══ Extracted data ══

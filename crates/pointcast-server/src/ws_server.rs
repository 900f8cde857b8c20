//! WebSocket server: accept loop, namespace routing, and session tasks.
//!
//! This module is responsible for:
//!
//! 1. Binding a TCP listener on the configured address.
//! 2. Accepting incoming connections and completing the WebSocket upgrade.
//! 3. Routing each connection to a namespace by its upgrade request path:
//!    `/screens` joins the screens namespace, anything else is a remote
//!    (the remote entry page lives on a catch-all route, so phones may
//!    arrive on `/`, `/remote`, or whatever the captive portal used).
//! 4. Running one task per session that translates socket frames into
//!    [`HubCommand`]s (remotes) or pumps [`ScreenMsg`] events onto the
//!    socket (screens).
//! 5. Shutting down when the shared `running` flag is cleared.
//!
//! # Scalability
//!
//! Each session runs in its own Tokio task; the accept loop never blocks on
//! session I/O.  All sessions funnel into one unbounded command channel
//! consumed by the hub driver, which is what serializes every state
//! mutation (see `driver`).

use std::net::SocketAddr;
use std::sync::{
    atomic::{AtomicBool, Ordering},
    Arc,
};
use std::time::Duration;

use anyhow::Context;
use futures_util::{SinkExt, StreamExt};
use tokio::net::{TcpListener, TcpStream};
use tokio::sync::mpsc::{self, UnboundedSender};
use tokio::time::timeout;
use tokio_tungstenite::{
    accept_hdr_async,
    tungstenite::{
        handshake::server::{Request, Response},
        Error as WsError, Message as WsMessage,
    },
    WebSocketStream,
};
use tracing::{debug, error, info, warn};

use pointcast_core::{HubCommand, RelayHub, RemoteId, RemoteMsg, ScreenId};

use crate::config::RelayConfig;
use crate::driver::run_hub;

// ── Namespace routing ─────────────────────────────────────────────────────────

/// The two logical channel namespaces, selected by upgrade request path.
#[derive(Debug, Clone, Copy, PartialEq, Eq)]
pub enum Namespace {
    /// Phone-class clients that report positions.
    Remotes,
    /// Display-class clients that render all remotes' positions.
    Screens,
}

impl Namespace {
    /// Routes an upgrade request path to its namespace.  `/screens` (with
    /// or without a trailing segment) is the screens namespace; every other
    /// path is a remote, since the remote entry page lives on a catch-all
    /// route.
    pub fn from_path(path: &str) -> Self {
        if path == "/screens" || path.starts_with("/screens/") {
            Namespace::Screens
        } else {
            Namespace::Remotes
        }
    }
}

// ── Public API ────────────────────────────────────────────────────────────────

/// Runs the relay until `running` is set to `false`.
///
/// Binds the listener, spawns the hub driver task, and accepts connections
/// in a loop, handing each one to a dedicated session task.
///
/// # Errors
///
/// Returns an error if the TCP listener cannot be bound (port in use,
/// missing permission).  Everything after a successful bind is handled per
/// session and never takes the server down.
pub async fn run_server(config: RelayConfig, running: Arc<AtomicBool>) -> anyhow::Result<()> {
    let listener = TcpListener::bind(config.bind_addr)
        .await
        .with_context(|| format!("failed to bind listener on {}", config.bind_addr))?;

    info!(
        "pointcast relay listening on {} (advertised as {})",
        config.bind_addr, config.advertised_addr
    );

    // The hub driver owns all relay state; sessions reach it through this
    // command channel only.
    let (hub_tx, hub_rx) = mpsc::unbounded_channel();
    let hub = RelayHub::new(config.advertised_addr.clone());
    let driver = tokio::spawn(run_hub(hub, hub_rx, config.batch_interval));

    loop {
        if !running.load(Ordering::Relaxed) {
            info!("shutdown flag set; stopping accept loop");
            break;
        }

        // A short timeout on accept() lets the loop observe the shutdown
        // flag even when nobody is connecting.
        match timeout(Duration::from_millis(200), listener.accept()).await {
            Ok(Ok((stream, peer_addr))) => {
                let hub_tx = hub_tx.clone();
                tokio::spawn(async move {
                    handle_connection(stream, peer_addr, hub_tx).await;
                });
            }
            Ok(Err(e)) => {
                // Transient accept error (e.g. fd exhaustion): log and keep
                // serving the sessions that already exist.
                error!("accept error: {e}");
            }
            Err(_) => {
                // Timeout with no connection; loop back to the flag check.
            }
        }
    }

    // Stop the driver; in-flight sessions lose their command channel and
    // wind down on their own.
    driver.abort();
    Ok(())
}

// ── Per-session handling ──────────────────────────────────────────────────────

/// Completes the WebSocket handshake, routes the connection to its
/// namespace, and runs the session to completion.  Logs the outcome; a
/// failed session never affects other connections.
async fn handle_connection(
    stream: TcpStream,
    peer_addr: SocketAddr,
    hub_tx: UnboundedSender<HubCommand>,
) {
    // Capture the request path during the upgrade handshake so the session
    // can be routed; `accept_hdr_async` calls us back with the request
    // before sending "101 Switching Protocols".
    let mut path = String::from("/");
    let callback = |req: &Request, resp: Response| {
        path = req.uri().path().to_string();
        Ok(resp)
    };

    let ws_stream = match accept_hdr_async(stream, callback).await {
        Ok(ws) => ws,
        Err(e) => {
            warn!("WebSocket handshake failed with {peer_addr}: {e}");
            return;
        }
    };

    match Namespace::from_path(&path) {
        Namespace::Remotes => run_remote_session(ws_stream, peer_addr, hub_tx).await,
        Namespace::Screens => run_screen_session(ws_stream, peer_addr, hub_tx).await,
    }
}

/// Runs one remote (phone) session.
///
/// The remote is announced to the hub on entry and — exactly once — marked
/// disconnected on exit, whatever ended the stream.  Position frames are
/// forwarded as they arrive; a malformed frame is logged and skipped, never
/// fatal: this is a best-effort telemetry relay, and the phone may recover
/// on its next sensor reading.
async fn run_remote_session(
    mut ws_stream: WebSocketStream<TcpStream>,
    peer_addr: SocketAddr,
    hub_tx: UnboundedSender<HubCommand>,
) {
    let id = RemoteId::new();
    debug!("remote {id} joined from {peer_addr}");

    if hub_tx.send(HubCommand::RemoteConnected { id }).is_err() {
        return; // relay is shutting down
    }

    while let Some(frame) = ws_stream.next().await {
        match frame {
            Ok(WsMessage::Text(text)) => match serde_json::from_str::<RemoteMsg>(&text) {
                Ok(RemoteMsg::Position { data }) => {
                    if hub_tx
                        .send(HubCommand::RemotePosition { id, position: data })
                        .is_err()
                    {
                        break;
                    }
                }
                Err(e) => {
                    warn!("remote {id}: invalid frame ignored: {e}");
                }
            },
            Ok(WsMessage::Binary(_)) => {
                // The remote protocol is JSON text only.
                warn!("remote {id}: unexpected binary frame (ignored)");
            }
            Ok(WsMessage::Close(_)) => {
                debug!("remote {id}: close frame received");
                break;
            }
            // Protocol-level ping/pong is handled by tokio-tungstenite.
            Ok(_) => {}
            Err(WsError::ConnectionClosed | WsError::Protocol(_)) => {
                debug!("remote {id}: connection closed");
                break;
            }
            Err(e) => {
                warn!("remote {id}: WebSocket error: {e}");
                break;
            }
        }
    }

    // Transport-level drop and clean close both end here: disconnect is an
    // event, not an error, and it fires at most once per connection.
    let _ = hub_tx.send(HubCommand::RemoteDisconnected { id });
    debug!("remote {id} left");
}

/// Runs one screen (display) session.
///
/// The screen registers a delivery channel with the hub (which immediately
/// answers with `initialize`), then a writer half pumps hub events onto the
/// socket as JSON text frames while the reader half waits for the
/// connection to end.  Screens send nothing the relay acts on.
async fn run_screen_session(
    ws_stream: WebSocketStream<TcpStream>,
    peer_addr: SocketAddr,
    hub_tx: UnboundedSender<HubCommand>,
) {
    let id = ScreenId::new();
    debug!("screen {id} joined from {peer_addr}");

    let (events_tx, mut events_rx) = mpsc::unbounded_channel();
    if hub_tx
        .send(HubCommand::ScreenConnected {
            id,
            sender: events_tx,
        })
        .is_err()
    {
        return;
    }

    let (mut ws_tx, mut ws_rx) = ws_stream.split();

    // Writer: hub events → socket.  Ends when the hub drops the sender or
    // the socket dies (the hub prunes us on its next failed broadcast).
    let writer = tokio::spawn(async move {
        while let Some(msg) = events_rx.recv().await {
            match serde_json::to_string(&msg) {
                Ok(text) => {
                    if ws_tx.send(WsMessage::Text(text)).await.is_err() {
                        debug!("screen {id}: send failed (disconnected)");
                        break;
                    }
                }
                Err(e) => {
                    // ScreenMsg serialization cannot realistically fail;
                    // if it does, skip the frame rather than kill the screen.
                    error!("screen {id}: serialization error: {e}");
                }
            }
        }
    });

    // Reader: drain until the screen goes away.
    while let Some(frame) = ws_rx.next().await {
        match frame {
            Ok(WsMessage::Close(_)) | Err(_) => break,
            Ok(_) => {} // screens have no inbound protocol
        }
    }

    let _ = hub_tx.send(HubCommand::ScreenDisconnected { id });
    writer.abort();
    debug!("screen {id} left");
}

// ── Tests ─────────────────────────────────────────────────────────────────────

#[cfg(test)]
mod tests {
    use super::*;

    #[test]
    fn test_screens_path_routes_to_screens() {
        assert_eq!(Namespace::from_path("/screens"), Namespace::Screens);
    }

    #[test]
    fn test_screens_subpath_routes_to_screens() {
        assert_eq!(Namespace::from_path("/screens/main"), Namespace::Screens);
    }

    #[test]
    fn test_root_routes_to_remotes() {
        assert_eq!(Namespace::from_path("/"), Namespace::Remotes);
    }

    #[test]
    fn test_any_other_path_routes_to_remotes() {
        // The remote page is served on a catch-all route: phones may arrive
        // on any path a captive portal or QR code produced.
        for path in ["/remote", "/foo/bar", "/screensaver", "/screensX"] {
            assert_eq!(Namespace::from_path(path), Namespace::Remotes, "{path}");
        }
    }

    #[test]
    fn test_screens_prefix_requires_segment_boundary() {
        // "/screensaver" must not be mistaken for the screens namespace.
        assert_eq!(Namespace::from_path("/screensaver"), Namespace::Remotes);
        assert_eq!(Namespace::from_path("/screens/"), Namespace::Screens);
    }
}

═══

Exercise. A line belongs in the answer if it contains the word "upgrade"; copy every such line from the data above.

Written solution.
//! 2. Accepting incoming connections and completing the WebSocket upgrade.
//! 3. Routing each connection to a namespace by its upgrade request path:
/// The two logical channel namespaces, selected by upgrade request path.
    /// Routes an upgrade request path to its namespace.  `/screens` (with
    // Capture the request path during the upgrade handshake so the session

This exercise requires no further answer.